*What this task involves*: Reproduce exactly the lines of the material beneath, from the line that contains "may contain one." to the line that contains "if field.shape() != Shape::Pointer", both included, and no other lines.

*Record extracts*:
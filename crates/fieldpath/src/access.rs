use std::collections::BTreeSet;

use tracing::debug;

use crate::path::{FieldPath, PathElement};
use crate::reflect::{FieldInfo, Reflect, Shape};
use crate::FieldPathError;

/// Assign `value` at every location matching `path` under `root`.
///
/// Empty optional intermediates on the way to a match are allocated (and released
/// again when nothing below them matched). Slice targets split `value` on `,` and
/// append each converted element that is not already present; there is no way to
/// escape a comma, so prefer scalar targets where the value may contain one.
pub fn set_string(root: &mut dyn Reflect, path: &str, value: &str) -> Result<(), FieldPathError> {
    let target: FieldPath = path.parse()?;
    let type_name = root.type_name();
    let mut cur = FieldPath::default();
    let mut found = false;
    Walker { target: &target, op: Op::Set(value) }.visit(root, &mut cur, &mut found)?;
    if !found {
        return Err(FieldPathError::FieldNotFound { path: target.to_string(), type_name });
    }
    debug!(path = %target, "field set");
    Ok(())
}

/// Reset every location matching `path` to its zero value (`None`, empty collection, default).
pub fn unset(root: &mut dyn Reflect, path: &str) -> Result<(), FieldPathError> {
    let target: FieldPath = path.parse()?;
    let type_name = root.type_name();
    let mut cur = FieldPath::default();
    let mut found = false;
    Walker { target: &target, op: Op::Unset }.visit(root, &mut cur, &mut found)?;
    if !found {
        return Err(FieldPathError::FieldNotFound { path: target.to_string(), type_name });
    }
    Ok(())
}

/// The subset of `names` (JSON tags of optional fields) that currently hold a value.
pub fn find_set_fields(record: &dyn Reflect, names: &[&str]) -> Result<BTreeSet<String>, FieldPathError> {
    let record = match record.shape() {
        Shape::Pointer => match record.pointee() {
            Some(inner) => inner,
            None => return Ok(BTreeSet::new()),
        },
        _ => record,
    };
    if record.shape() != Shape::Struct {
        return Err(FieldPathError::NotARecord { type_name: record.type_name() });
    }
    let fields = record.fields();
    let mut set = BTreeSet::new();
    for name in names {
        let Some(index) = fields.iter().position(|f| !f.hidden && (f.json == *name || f.name == *name)) else {
            return Err(FieldPathError::UnknownField { name: name.to_string() });
        };
        let Some(field) = record.field(index) else {
            return Err(FieldPathError::UnknownField { name: name.to_string() });
        };
        if field.shape() != Shape::Pointer {
            return Err(FieldPathError::NotAPointer { field: name.to_string() });
        }
        if field.pointee().is_some() {
            set.insert(name.to_string());
        }
    }
    Ok(set)
}

enum Op<'a> {
    Set(&'a str),
    Unset,
}

struct Walker<'a> {
    target: &'a FieldPath,
    op: Op<'a>,
}

impl Walker<'_> {
    fn visit(&self, v: &mut dyn Reflect, cur: &mut FieldPath, found: &mut bool) -> Result<(), FieldPathError> {
        if !cur.is_empty() && self.target.matches(cur) {
            match self.op {
                Op::Set(value) => assign(v, cur, value)?,
                Op::Unset => v.reset(),
            }
            *found = true;
            return Ok(());
        }
        if !self.target.has_prefix_match(cur) {
            return Ok(());
        }
        match v.shape() {
            Shape::Pointer => {
                let allocated = matches!(self.op, Op::Set(_)) && v.allocate();
                let before = *found;
                if let Some(inner) = v.pointee_mut() {
                    self.visit(inner, cur, found)?;
                }
                if allocated && *found == before {
                    v.reset();
                }
            }
            Shape::Struct => {
                for (i, info) in v.fields().iter().enumerate() {
                    cur.push(PathElement::Field(self.segment_name(info, cur.len()).to_string()));
                    if info.hidden {
                        if self.target.has_prefix_match(cur) {
                            return Err(FieldPathError::ImmutableField { path: cur.to_string() });
                        }
                    } else if let Some(field) = v.field_mut(i) {
                        self.visit(field, cur, found)?;
                    }
                    cur.pop();
                }
            }
            Shape::Slice => {
                for i in 0..v.len() {
                    cur.push(PathElement::ArrayIndex(i));
                    if let Some(elem) = v.element_mut(i) {
                        self.visit(elem, cur, found)?;
                    }
                    cur.pop();
                }
            }
            Shape::Map => {
                let mut keys = v.map_keys();
                // A set that ends on an absent map key creates the entry.
                if let (Op::Set(_), Some(PathElement::MapKey(k))) = (&self.op, self.target.get(cur.len())) {
                    if self.target.len() == cur.len() + 1 && !keys.contains(k) && v.insert_default(k) {
                        keys.push(k.clone());
                    }
                }
                for k in keys {
                    cur.push(PathElement::MapKey(k.clone()));
                    if let Some(entry) = v.entry_mut(&k) {
                        self.visit(entry, cur, found)?;
                    }
                    cur.pop();
                }
            }
            Shape::Scalar => {}
        }
        Ok(())
    }

    /// Paths may name a field by JSON tag or by Rust name; echo whichever the target uses.
    fn segment_name(&self, info: &FieldInfo, depth: usize) -> &'static str {
        match self.target.get(depth) {
            Some(PathElement::Field(n)) if n == info.name => info.name,
            _ => info.json,
        }
    }
}

fn assign(v: &mut dyn Reflect, cur: &FieldPath, value: &str) -> Result<(), FieldPathError> {
    let type_name = v.type_name();
    let conversion = |value: &str| FieldPathError::Conversion {
        path: cur.to_string(),
        type_name,
        value: value.to_string(),
    };
    match v.shape() {
        Shape::Pointer => {
            let allocated = v.allocate();
            let result = match v.pointee_mut() {
                Some(inner) => assign(inner, cur, value),
                None => Err(conversion(value)),
            };
            if allocated && result.is_err() {
                v.reset();
            }
            result
        }
        Shape::Slice => {
            for part in value.split(',') {
                v.append_from_str(part).map_err(|_| conversion(part))?;
            }
            Ok(())
        }
        Shape::Scalar => v.set_from_str(value).map_err(|_| conversion(value)),
        Shape::Struct | Shape::Map => Err(conversion(value)),
    }
}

*Written solution*:
/// escape a comma, so prefer scalar targets where the value may contain one.
pub fn set_string(root: &mut dyn Reflect, path: &str, value: &str) -> Result<(), FieldPathError> {
    let target: FieldPath = path.parse()?;
    let type_name = root.type_name();
    let mut cur = FieldPath::default();
    let mut found = false;
    Walker { target: &target, op: Op::Set(value) }.visit(root, &mut cur, &mut found)?;
    if !found {
        return Err(FieldPathError::FieldNotFound { path: target.to_string(), type_name });
    }
    debug!(path = %target, "field set");
    Ok(())
}

/// Reset every location matching `path` to its zero value (`None`, empty collection, default).
pub fn unset(root: &mut dyn Reflect, path: &str) -> Result<(), FieldPathError> {
    let target: FieldPath = path.parse()?;
    let type_name = root.type_name();
    let mut cur = FieldPath::default();
    let mut found = false;
    Walker { target: &target, op: Op::Unset }.visit(root, &mut cur, &mut found)?;
    if !found {
        return Err(FieldPathError::FieldNotFound { path: target.to_string(), type_name });
    }
    Ok(())
}

/// The subset of `names` (JSON tags of optional fields) that currently hold a value.
pub fn find_set_fields(record: &dyn Reflect, names: &[&str]) -> Result<BTreeSet<String>, FieldPathError> {
    let record = match record.shape() {
        Shape::Pointer => match record.pointee() {
            Some(inner) => inner,
            None => return Ok(BTreeSet::new()),
        },
        _ => record,
    };
    if record.shape() != Shape::Struct {
        return Err(FieldPathError::NotARecord { type_name: record.type_name() });
    }
    let fields = record.fields();
    let mut set = BTreeSet::new();
    for name in names {
        let Some(index) = fields.iter().position(|f| !f.hidden && (f.json == *name || f.name == *name)) else {
            return Err(FieldPathError::UnknownField { name: name.to_string() });
        };
        let Some(field) = record.field(index) else {
            return Err(FieldPathError::UnknownField { name: name.to_string() });
        };
        if field.shape() != Shape::Pointer {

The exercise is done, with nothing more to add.